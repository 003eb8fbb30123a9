use std::collections::BTreeMap;
use std::fmt::{Display, Formatter};
use std::future::Future;
use std::pin::Pin;
use std::sync::Arc;
use std::time::Duration;

const USER_AGENT: &str = concat!("quoteflow/", env!("CARGO_PKG_VERSION"));

/// Outbound GET request issued by the quote fetcher.
#[derive(Debug, Clone, PartialEq, Eq)]
pub struct HttpRequest {
    pub url: String,
    pub headers: BTreeMap<String, String>,
    pub timeout_ms: u64,
}

impl HttpRequest {
    pub fn get(url: impl Into<String>) -> Self {
        Self {
            url: url.into(),
            headers: BTreeMap::new(),
            timeout_ms: 10_000,
        }
    }

    pub fn with_header(mut self, name: impl Into<String>, value: impl Into<String>) -> Self {
        self.headers
            .insert(name.into().to_ascii_lowercase(), value.into());
        self
    }

    pub fn with_timeout_ms(mut self, timeout_ms: u64) -> Self {
        self.timeout_ms = timeout_ms;
        self
    }
}

/// Status and body of a completed request.
#[derive(Debug, Clone, PartialEq, Eq)]
pub struct HttpResponse {
    pub status: u16,
    pub body: String,
}

impl HttpResponse {
    pub fn ok_json(body: impl Into<String>) -> Self {
        Self::with_status(200, body)
    }

    pub fn with_status(status: u16, body: impl Into<String>) -> Self {
        Self {
            status,
            body: body.into(),
        }
    }

    pub const fn is_success(&self) -> bool {
        self.status >= 200 && self.status < 300
    }
}

/// Transport-level HTTP error: the request never produced a response.
#[derive(Debug, Clone, PartialEq, Eq)]
pub struct HttpError {
    message: String,
}

impl HttpError {
    pub fn new(message: impl Into<String>) -> Self {
        Self {
            message: message.into(),
        }
    }

    pub fn timeout(timeout_ms: u64) -> Self {
        Self {
            message: format!("request timed out after {timeout_ms}ms"),
        }
    }

    pub fn message(&self) -> &str {
        &self.message
    }
}

impl Display for HttpError {
    fn fmt(&self, f: &mut Formatter<'_>) -> std::fmt::Result {
        f.write_str(&self.message)
    }
}

impl std::error::Error for HttpError {}

/// Transport seam between the fetcher and the network.
pub trait HttpClient: Send + Sync {
    fn execute<'a>(
        &'a self,
        request: HttpRequest,
    ) -> Pin<Box<dyn Future<Output = Result<HttpResponse, HttpError>> + Send + 'a>>;
}

/// Production HTTP client using reqwest.
#[derive(Debug, Clone)]
pub struct ReqwestHttpClient {
    client: Arc<reqwest::Client>,
}

impl ReqwestHttpClient {
    pub fn new() -> Self {
        Self {
            client: Arc::new(
                reqwest::Client::builder()
                    .user_agent(USER_AGENT)
                    .build()
                    .unwrap_or_else(|_| reqwest::Client::new()),
            ),
        }
    }
}

impl Default for ReqwestHttpClient {
    fn default() -> Self {
        Self::new()
    }
}

impl HttpClient for ReqwestHttpClient {
    fn execute<'a>(
        &'a self,
        request: HttpRequest,
    ) -> Pin<Box<dyn Future<Output = Result<HttpResponse, HttpError>> + Send + 'a>> {
        Box::pin(async move {
            let timeout_ms = request.timeout_ms;
            let mut builder = self
                .client
                .get(&request.url)
                .timeout(Duration::from_millis(timeout_ms));

            for (name, value) in &request.headers {
                builder = builder.header(name, value);
            }

            // reqwest embeds the URL in its errors; strip it, the query carries the API key.
            let response = builder.send().await.map_err(|e| {
                if e.is_timeout() {
                    HttpError::timeout(timeout_ms)
                } else if e.is_connect() {
                    HttpError::new(format!("connection failed: {}", e.without_url()))
                } else {
                    HttpError::new(format!("request failed: {}", e.without_url()))
                }
            })?;

            let status = response.status().as_u16();
            let body = response.text().await.map_err(|e| {
                if e.is_timeout() {
                    HttpError::timeout(timeout_ms)
                } else {
                    HttpError::new(format!("failed to read response body: {}", e.without_url()))
                }
            })?;

            Ok(HttpResponse { status, body })
        })
    }
}
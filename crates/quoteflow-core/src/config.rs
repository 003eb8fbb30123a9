//! Run configuration.
//!
//! Everything a run needs is collected into [`PipelineConfig`] up front and handed
//! to the orchestrator. [`PipelineConfig::from_env`] reads the process
//! environment; [`PipelineConfig::from_lookup`] accepts any key lookup so tests can
//! build a configuration without touching the environment.
//!
//! | Variable | Default |
//! |----------|---------|
//! | `ALPHA_VANTAGE_API_KEY` | required |
//! | `STOCK_SYMBOLS` | `AAPL` |
//! | `STOCK_INTERVAL` | `5min` |
//! | `ALPHA_VANTAGE_BASE_URL` | `https://www.alphavantage.co/query` |
//! | `ALPHA_VANTAGE_TIMEOUT_MS` | `10000` |
//! | `STOCKS_DB_PATH` | `data/stocks_db.duckdb` |
//! | `STOCKS_DB_TIMEOUT_MS` | `10000` |

use std::fmt::{Debug, Formatter};
use std::path::PathBuf;
use std::str::FromStr;

use quoteflow_warehouse::WarehouseConfig;
use thiserror::Error;

use crate::Interval;

pub const API_KEY_VAR: &str = "ALPHA_VANTAGE_API_KEY";
pub const SYMBOLS_VAR: &str = "STOCK_SYMBOLS";
pub const INTERVAL_VAR: &str = "STOCK_INTERVAL";
pub const BASE_URL_VAR: &str = "ALPHA_VANTAGE_BASE_URL";
pub const FETCH_TIMEOUT_VAR: &str = "ALPHA_VANTAGE_TIMEOUT_MS";
pub const DB_PATH_VAR: &str = "STOCKS_DB_PATH";
pub const STORE_TIMEOUT_VAR: &str = "STOCKS_DB_TIMEOUT_MS";

pub const DEFAULT_SYMBOLS: &str = "AAPL";
pub const DEFAULT_BASE_URL: &str = "https://www.alphavantage.co/query";
pub const DEFAULT_TIMEOUT_MS: u64 = 10_000;

/// Configuration errors. These are the only failures that stop a run.
#[derive(Debug, Error, Clone, PartialEq, Eq)]
pub enum ConfigError {
    #[error("{name} must be set")]
    Missing { name: &'static str },

    #[error("{name}='{value}' is invalid: {reason}")]
    Invalid {
        name: &'static str,
        value: String,
        reason: String,
    },

    #[error("{name} does not contain any symbol")]
    NoSymbols { name: &'static str },
}

/// Quote provider settings.
#[derive(Clone, PartialEq, Eq)]
pub struct ProviderConfig {
    pub api_key: String,
    pub base_url: String,
    pub interval: Interval,
    pub timeout_ms: u64,
}

impl ProviderConfig {
    pub fn new(api_key: impl Into<String>) -> Self {
        Self {
            api_key: api_key.into(),
            base_url: DEFAULT_BASE_URL.to_owned(),
            interval: Interval::default(),
            timeout_ms: DEFAULT_TIMEOUT_MS,
        }
    }

    pub fn with_base_url(mut self, base_url: impl Into<String>) -> Self {
        self.base_url = base_url.into();
        self
    }

    pub fn with_interval(mut self, interval: Interval) -> Self {
        self.interval = interval;
        self
    }

    pub fn with_timeout_ms(mut self, timeout_ms: u64) -> Self {
        self.timeout_ms = timeout_ms;
        self
    }
}

// Keeps the key out of `{:?}` output and therefore out of logs.
impl Debug for ProviderConfig {
    fn fmt(&self, f: &mut Formatter<'_>) -> std::fmt::Result {
        f.debug_struct("ProviderConfig")
            .field("api_key", &"***")
            .field("base_url", &self.base_url)
            .field("interval", &self.interval)
            .field("timeout_ms", &self.timeout_ms)
            .finish()
    }
}

/// Everything one run needs.
#[derive(Debug, Clone, PartialEq, Eq)]
pub struct PipelineConfig {
    pub provider: ProviderConfig,
    /// Trimmed, non-empty entries in configured order. Not validated here so a bad
    /// ticker only costs its own slot in the run.
    pub symbols: Vec<String>,
    pub warehouse: WarehouseConfig,
    pub store_timeout_ms: u64,
}

impl PipelineConfig {
    pub fn new(provider: ProviderConfig, warehouse: WarehouseConfig) -> Self {
        Self {
            provider,
            symbols: split_symbols(DEFAULT_SYMBOLS),
            warehouse,
            store_timeout_ms: DEFAULT_TIMEOUT_MS,
        }
    }

    /// Replace the symbol list with the entries of a comma-separated string.
    pub fn with_symbols(mut self, raw: &str) -> Result<Self, ConfigError> {
        let symbols = split_symbols(raw);
        if symbols.is_empty() {
            return Err(ConfigError::NoSymbols { name: SYMBOLS_VAR });
        }
        self.symbols = symbols;
        Ok(self)
    }

    /// Bound each store call. The warehouse waits at most this long for a file
    /// lock held by another process.
    pub fn with_store_timeout_ms(mut self, store_timeout_ms: u64) -> Self {
        self.store_timeout_ms = store_timeout_ms;
        self.warehouse.lock_wait_ms = store_timeout_ms;
        self
    }

    pub fn from_env() -> Result<Self, ConfigError> {
        Self::from_lookup(|name| std::env::var(name).ok())
    }

    /// Build a configuration from a variable lookup. Blank values count as unset.
    pub fn from_lookup<F>(lookup: F) -> Result<Self, ConfigError>
    where
        F: Fn(&str) -> Option<String>,
    {
        let get = |name: &str| {
            lookup(name)
                .map(|value| value.trim().to_owned())
                .filter(|value| !value.is_empty())
        };

        let api_key = get(API_KEY_VAR).ok_or(ConfigError::Missing { name: API_KEY_VAR })?;

        let mut provider = ProviderConfig::new(api_key);
        if let Some(base_url) = get(BASE_URL_VAR) {
            provider = provider.with_base_url(base_url);
        }
        if let Some(raw) = get(INTERVAL_VAR) {
            let interval = Interval::from_str(&raw).map_err(|error| ConfigError::Invalid {
                name: INTERVAL_VAR,
                value: raw.clone(),
                reason: error.to_string(),
            })?;
            provider = provider.with_interval(interval);
        }
        if let Some(raw) = get(FETCH_TIMEOUT_VAR) {
            provider = provider.with_timeout_ms(parse_millis(FETCH_TIMEOUT_VAR, &raw)?);
        }

        let warehouse = get(DB_PATH_VAR)
            .map(|path| WarehouseConfig::new(PathBuf::from(path)))
            .unwrap_or_default();

        let mut config = Self::new(provider, warehouse)
            .with_symbols(&get(SYMBOLS_VAR).unwrap_or_else(|| DEFAULT_SYMBOLS.to_owned()))?;
        if let Some(raw) = get(STORE_TIMEOUT_VAR) {
            config = config.with_store_timeout_ms(parse_millis(STORE_TIMEOUT_VAR, &raw)?);
        }

        Ok(config)
    }
}

/// Split a comma-separated ticker list, trimming entries and dropping blanks.
pub fn split_symbols(raw: &str) -> Vec<String> {
    raw.split(',')
        .map(str::trim)
        .filter(|symbol| !symbol.is_empty())
        .map(str::to_owned)
        .collect()
}

fn parse_millis(name: &'static str, raw: &str) -> Result<u64, ConfigError> {
    match raw.parse::<u64>() {
        Ok(0) => Err(ConfigError::Invalid {
            name,
            value: raw.to_owned(),
            reason: String::from("must be greater than zero"),
        }),
        Ok(value) => Ok(value),
        Err(error) => Err(ConfigError::Invalid {
            name,
            value: raw.to_owned(),
            reason: error.to_string(),
        }),
    }
}
use serde_json::Value;
use time::format_description::BorrowedFormatItem;
use time::macros::format_description;
use time::{OffsetDateTime, PrimitiveDateTime};

/// Second-precision timestamp layout shared by the provider and the `stock_prices` table.
pub const SQL_TIMESTAMP: &[BorrowedFormatItem<'static>] =
    format_description!("[year]-[month]-[day] [hour]:[minute]:[second]");

/// Microsecond-precision layout used for `fetched_at`.
pub(crate) const SQL_TIMESTAMP_MICROS: &[BorrowedFormatItem<'static>] =
    format_description!("[year]-[month]-[day] [hour]:[minute]:[second].[subsecond digits:6]");

/// A normalized intraday quote ready for persistence.
///
/// `(symbol, api_timestamp)` is the natural key: the warehouse holds at most one
/// row per pair and a later write for the same pair overwrites every other field.
#[derive(Debug, Clone, PartialEq)]
pub struct QuoteRecord {
    /// Uppercase ticker (e.g., "AAPL").
    pub symbol: String,
    /// Current price; the provider's latest close.
    pub price: f64,
    /// Opening price of the interval.
    pub open_price: f64,
    /// High price of the interval.
    pub high_price: f64,
    /// Low price of the interval.
    pub low_price: f64,
    /// Closing price of the interval.
    pub close_price: f64,
    /// Traded volume in the interval.
    pub volume: u64,
    /// Provider-reported start of the quote interval.
    pub api_timestamp: PrimitiveDateTime,
    /// Provenance tag of the data provider.
    pub source: String,
    /// Full provider response, stored verbatim for replay.
    pub raw_payload: Value,
}

/// A quote row as read back from the warehouse.
#[derive(Debug, Clone, PartialEq)]
pub struct StoredQuote {
    pub record: QuoteRecord,
    /// Ingestion time assigned by the warehouse on the last write.
    pub fetched_at: OffsetDateTime,
}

WHAT THIS TASK INVOLVES>
Your output should consist solely of the lines from the beginning of the entries through the line containing "self.headers", reproduced exactly.

WRITTEN REPLY>
repository 003eb8fbb30123a9
use std::collections::BTreeMap;
use std::fmt::{Display, Formatter};
use std::future::Future;
use std::pin::Pin;
use std::sync::Arc;
use std::time::Duration;

const USER_AGENT: &str = concat!("quoteflow/", env!("CARGO_PKG_VERSION"));

/// Outbound GET request issued by the quote fetcher.
#[derive(Debug, Clone, PartialEq, Eq)]
pub struct HttpRequest {
    pub url: String,
    pub headers: BTreeMap<String, String>,
    pub timeout_ms: u64,
}

impl HttpRequest {
    pub fn get(url: impl Into<String>) -> Self {
        Self {
            url: url.into(),
            headers: BTreeMap::new(),
            timeout_ms: 10_000,
        }
    }

    pub fn with_header(mut self, name: impl Into<String>, value: impl Into<String>) -> Self {
        self.headers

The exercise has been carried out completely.